Just how good are they, really?

I spend a lot of time talking to people whose children attend public schools in my fairly affluent area.  What always surprises me is the disconnect between the facts they recite and their ultimate conclusion about our school district.  Their ultimate conclusion is that the school district is just wonderful.  As for their facts?  Well….

One Mom told me how wonderful her daughter’s second grade teacher was.  The example she gave centered on the day her daughter came home with an F on a math exam.  The mother, who was very concerned about this, instantly approached the teacher.  The teacher beneficently promised the Mom that the grade wouldn’t be held against the child because, in fact, all of the children failed the math exam.  The mother was grateful for the teacher’s generosity.  I was shocked.  Shouldn’t the teacher apologize for her abysmal job teaching those students?

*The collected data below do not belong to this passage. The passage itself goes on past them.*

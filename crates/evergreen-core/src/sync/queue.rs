//! Debounced queue of pending remote-ledger operations.
//!
//! Rapid edits to the same session collapse into one pending op; ops
//! become drainable once their debounce window passes. The queue
//! survives restarts as JSON in the data directory. An op still pending
//! at shutdown that never got persisted is acceptable loss.

use chrono::{DateTime, Duration, Utc};
use serde::{Deserialize, Serialize};
use std::collections::HashMap;
use std::path::PathBuf;

use crate::ledger::FocusSession;
use crate::store::data_dir;

const QUEUE_FILE: &str = "sync_queue.json";
const DEBOUNCE_SECONDS: i64 = 3;

/// One remote-ledger operation awaiting upload.
#[derive(Debug, Clone, Serialize, Deserialize)]
#[serde(tag = "op", rename_all = "snake_case")]
pub enum LedgerOp {
    Upsert { session: FocusSession },
    Delete { id: String, owner_id: String },
}

impl LedgerOp {
    /// The session this op targets. Ops for the same session coalesce.
    pub fn session_id(&self) -> &str {
        match self {
            LedgerOp::Upsert { session } => &session.id,
            LedgerOp::Delete { id, .. } => id,
        }
    }

    pub fn owner_id(&self) -> &str {
        match self {
            LedgerOp::Upsert { session } => &session.owner_id,
            LedgerOp::Delete { owner_id, .. } => owner_id,
        }
    }
}

/// Pending op with its debounce timestamp.
#[derive(Debug, Clone, Serialize, Deserialize)]
struct PendingOp {
    op: LedgerOp,
    debounce_until: DateTime<Utc>,
}

/// Queue batching remote-ledger uploads.
pub struct SyncQueue {
    /// Pending ops by session id, so later edits supersede earlier ones.
    pending: HashMap<String, PendingOp>,
    /// When the earliest pending op becomes drainable.
    next_ready: Option<DateTime<Utc>>,
    /// Persistent queue file path.
    queue_file: PathBuf,
}

impl SyncQueue {
    pub fn new() -> Self {
        let data_dir = data_dir().unwrap_or_else(|_| PathBuf::from("."));
        Self::new_with_path(data_dir.join(QUEUE_FILE))
    }

    /// Create a queue backed by a specific file (for testing).
    pub fn new_with_path(path: PathBuf) -> Self {
        Self {
            pending: HashMap::new(),
            next_ready: None,
            queue_file: path,
        }
    }

    /// Enqueue an op. A pending op for the same session is replaced and
    /// the debounce window restarts.
    pub fn enqueue(&mut self, op: LedgerOp) {
        let debounce_until = Utc::now() + Duration::seconds(DEBOUNCE_SECONDS);
        self.pending.insert(
            op.session_id().to_string(),
            PendingOp { op, debounce_until },
        );
        self.update_next_ready();
    }

    /// Drain up to n ops whose debounce window has passed.
    pub fn drain_ready(&mut self, n: usize) -> Vec<LedgerOp> {
        let now = Utc::now();
        let mut ready = Vec::new();

        self.pending.retain(|_, pending| {
            if pending.debounce_until <= now && ready.len() < n {
                ready.push(pending.op.clone());
                false
            } else {
                true
            }
        });

        self.update_next_ready();
        ready
    }

    pub fn len(&self) -> usize {
        self.pending.len()
    }

    pub fn is_empty(&self) -> bool {
        self.pending.is_empty()
    }

    /// Time until the next op becomes drainable, `None` when empty.
    pub fn time_until_next_batch(&self) -> Option<Duration> {
        self.next_ready.map(|t| {
            let now = Utc::now();
            if t > now {
                t - now
            } else {
                Duration::zero()
            }
        })
    }

    /// Persist pending ops to disk.
    pub fn persist(&self) -> Result<(), std::io::Error> {
        let data = serde_json::to_string_pretty(&self.pending)?;
        std::fs::write(&self.queue_file, data)?;
        Ok(())
    }

    /// Load pending ops from disk. Missing file is an empty queue.
    pub fn load(&mut self) -> Result<(), std::io::Error> {
        if !self.queue_file.exists() {
            return Ok(());
        }

        let content = std::fs::read_to_string(&self.queue_file)?;
        let loaded: HashMap<String, PendingOp> = serde_json::from_str(&content)?;
        self.pending = loaded;
        self.update_next_ready();
        Ok(())
    }

    fn update_next_ready(&mut self) {
        self.next_ready = self.pending.values().map(|p| p.debounce_until).min();
    }

    /// Rewind every debounce window so tests need not sleep it out.
    #[cfg(test)]
    pub(crate) fn expire_debounce(&mut self) {
        let now = Utc::now();
        for pending in self.pending.values_mut() {
            pending.debounce_until = now;
        }
        self.update_next_ready();
    }
}

impl Default for SyncQueue {
    fn default() -> Self {
        Self::new()
    }
}

#[cfg(test)]
mod tests {
    use super::*;
    use crate::ledger::SessionOutcome;
    use tempfile::TempDir;

    fn upsert(id_hint: u32) -> LedgerOp {
        let mut session = FocusSession::new("owner-1", SessionOutcome::Completed, 25);
        session.id = format!("session-{id_hint}");
        LedgerOp::Upsert { session }
    }

    #[test]
    fn enqueue_and_drain() {
        let mut queue = SyncQueue::new_with_path(PathBuf::from("unused.json"));
        queue.enqueue(upsert(1));
        assert_eq!(queue.len(), 1);

        // Nothing is ready inside the debounce window
        assert!(queue.drain_ready(10).is_empty());
        assert_eq!(queue.len(), 1);

        queue.expire_debounce();
        let drained = queue.drain_ready(10);
        assert_eq!(drained.len(), 1);
        assert!(queue.is_empty());
    }

    #[test]
    fn later_op_for_same_session_supersedes() {
        let mut queue = SyncQueue::new_with_path(PathBuf::from("unused.json"));
        queue.enqueue(upsert(1));
        queue.enqueue(LedgerOp::Delete {
            id: "session-1".to_string(),
            owner_id: "owner-1".to_string(),
        });

        assert_eq!(queue.len(), 1);

        queue.expire_debounce();
        let drained = queue.drain_ready(10);
        assert!(matches!(drained[0], LedgerOp::Delete { .. }));
    }

    #[test]
    fn drain_respects_the_limit() {
        let mut queue = SyncQueue::new_with_path(PathBuf::from("unused.json"));
        for i in 0..5 {
            queue.enqueue(upsert(i));
        }

        queue.expire_debounce();
        let drained = queue.drain_ready(3);
        assert_eq!(drained.len(), 3);
        assert_eq!(queue.len(), 2);
    }

    #[test]
    fn time_until_next_batch_tracks_debounce() {
        let mut queue = SyncQueue::new_with_path(PathBuf::from("unused.json"));
        assert!(queue.time_until_next_batch().is_none());

        queue.enqueue(upsert(1));
        let next = queue.time_until_next_batch().unwrap();
        assert!(next.num_seconds() >= 0);
        assert!(next.num_seconds() <= DEBOUNCE_SECONDS);

        queue.expire_debounce();
        assert_eq!(queue.time_until_next_batch(), Some(Duration::zero()));
    }

    #[test]
    fn persist_and_load_roundtrip() {
        let temp_dir = TempDir::new().unwrap();
        let path = temp_dir.path().join("queue.json");

        let mut queue = SyncQueue::new_with_path(path.clone());
        queue.enqueue(upsert(7));
        queue.persist().unwrap();

        let mut restored = SyncQueue::new_with_path(path);
        restored.load().unwrap();
        assert_eq!(restored.len(), 1);

        restored.expire_debounce();
        let drained = restored.drain_ready(10);
        assert_eq!(drained[0].session_id(), "session-7");
        assert_eq!(drained[0].owner_id(), "owner-1");
    }

    #[test]
    fn loading_a_missing_file_is_fine() {
        let temp_dir = TempDir::new().unwrap();
        let mut queue = SyncQueue::new_with_path(temp_dir.path().join("absent.json"));
        queue.load().unwrap();
        assert!(queue.is_empty());
    }
}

Another Mom told me that something great had happened at her school.  The psychotic fourth grade teacher — the one who regularly broke down and cried in the class, and who often hurled insults at the students — was not teaching any longer.  “Oh,” I said.  “Did they fire her?”  Nope.  She was now the PE teacher, where the students would only be exposed to her a couple of times a week.  Tenure kept her firmly tied to the school despite her manifest incompetence.

Yet another Mom told me that, at her son’s school, the school collected all of the text books ten days before final exams.  ‘Nuff said about that one.

Most of the Moms boast about the hours they spend in the classroom assisting their “wonderful” teachers.  Apparently, despite a low student-teacher ratio (about 20-1, plus a part time assistant), these teachers simply can’t get around to spelling basics for all the children.  The mothers always seem taken aback when I suggest that teachers who earn almost $50,000 a year for 8 months of work should be expected to teach the basics without needing the mothers to assist them.

I’ll admit I’m being somewhat nasty here.  Ours is one of the State’s better school districts.  The schools are beautiful; the teachers are, for the most part, kind, committed and normal; the children are nice and test well; and the parents are obviously happy.  I just find bewildering the chasm that sometimes opens up between their experiences and the conclusions they draw.